- [Action item]
Copy each line of the records below that mentions the word "directories".

Source records

○ ○ ○

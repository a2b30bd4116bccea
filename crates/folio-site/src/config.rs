//! Site configuration.
//!
//! A [`SiteConfig`] is assembled once, either through [`SiteConfigBuilder`]
//! or from `folio.toml` by the CLI, and handed to the builder by value.

use std::path::{Path, PathBuf};

use folio_content::{DirectoryData, Permalink};

/// Default permalink for posts.
pub const DEFAULT_POST_PERMALINK: &str = "/writing/{slug}/";

/// Default legacy URL that redirects to each post.
pub const DEFAULT_REDIRECT_FROM: &str = "/{slug}/";

/// Configuration for the posts collection.
#[derive(Debug, Clone)]
pub struct CollectionConfig {
    /// Directory holding the posts, relative to the input directory
    pub dir: PathBuf,

    /// Layout used when neither frontmatter nor directory data set one
    pub layout: Option<String>,

    /// Permalink used when neither frontmatter nor directory data set one
    pub permalink: Permalink,

    /// Legacy URL pattern to emit redirect pages for (`None` disables them)
    pub redirect_from: Option<Permalink>,
}

impl Default for CollectionConfig {
    fn default() -> Self {
        Self {
            dir: PathBuf::from("_posts"),
            layout: Some("base.html".to_string()),
            permalink: Permalink::new(DEFAULT_POST_PERMALINK),
            redirect_from: Some(Permalink::new(DEFAULT_REDIRECT_FROM)),
        }
    }
}

impl CollectionConfig {
    /// Defaults handed to the content loader.
    pub fn directory_defaults(&self) -> DirectoryData {
        DirectoryData {
            layout: self.layout.clone(),
            permalink: Some(self.permalink.clone()),
        }
    }
}

/// Configuration for building a site.
#[derive(Debug, Clone)]
pub struct SiteConfig {
    /// Source directory
    pub input_dir: PathBuf,

    /// Output directory
    pub output_dir: PathBuf,

    /// Layouts directory, relative to the input directory
    pub layouts_dir: PathBuf,

    /// Site title
    pub title: String,

    /// Files and directories copied verbatim, relative to the input directory
    pub passthrough: Vec<PathBuf>,

    /// Files and directories never rendered as pages, relative to the input directory
    pub ignore: Vec<PathBuf>,

    /// Posts collection
    pub posts: CollectionConfig,

    /// Script injected before `</body>` in every HTML output (dev server only)
    pub live_reload: Option<String>,
}

impl Default for SiteConfig {
    fn default() -> Self {
        Self {
            input_dir: PathBuf::from("."),
            output_dir: PathBuf::from("_site"),
            layouts_dir: PathBuf::from("_layouts"),
            title: "Writing".to_string(),
            passthrough: vec![],
            ignore: vec![PathBuf::from("README.md")],
            posts: CollectionConfig::default(),
            live_reload: None,
        }
    }
}

impl SiteConfig {
    /// Start building a configuration from defaults.
    pub fn builder() -> SiteConfigBuilder {
        SiteConfigBuilder::default()
    }

    /// Absolute-or-relative path of the layouts directory.
    pub fn layouts_path(&self) -> PathBuf {
        self.input_dir.join(&self.layouts_dir)
    }

    /// Absolute-or-relative path of the posts directory.
    pub fn posts_path(&self) -> PathBuf {
        self.input_dir.join(&self.posts.dir)
    }

    /// Resolve a path relative to the input directory.
    pub fn input_path(&self, relative: &Path) -> PathBuf {
        self.input_dir.join(relative)
    }
}

/// Builder for [`SiteConfig`].
#[derive(Debug, Clone, Default)]
pub struct SiteConfigBuilder {
    config: SiteConfig,
}

impl SiteConfigBuilder {
    pub fn input_dir(mut self, dir: impl Into<PathBuf>) -> Self {
        self.config.input_dir = dir.into();
        self
    }

    pub fn output_dir(mut self, dir: impl Into<PathBuf>) -> Self {
        self.config.output_dir = dir.into();
        self
    }

    pub fn layouts_dir(mut self, dir: impl Into<PathBuf>) -> Self {
        self.config.layouts_dir = dir.into();
        self
    }

    pub fn title(mut self, title: impl Into<String>) -> Self {
        self.config.title = title.into();
        self
    }

    /// Copy a file or directory verbatim into the output root.
    pub fn passthrough_copy(mut self, path: impl Into<PathBuf>) -> Self {
        self.config.passthrough.push(path.into());
        self
    }

    /// Never render `path` as a page.
    pub fn ignore(mut self, path: impl Into<PathBuf>) -> Self {
        self.config.ignore.push(path.into());
        self
    }

    pub fn posts(mut self, posts: CollectionConfig) -> Self {
        self.config.posts = posts;
        self
    }

    pub fn live_reload(mut self, script_src: impl Into<String>) -> Self {
        self.config.live_reload = Some(script_src.into());
        self
    }

    pub fn build(self) -> SiteConfig {
        self.config
    }
}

○ ○ ○

- [Answer]
    /// Files and directories copied verbatim, relative to the input directory
    /// Files and directories never rendered as pages, relative to the input directory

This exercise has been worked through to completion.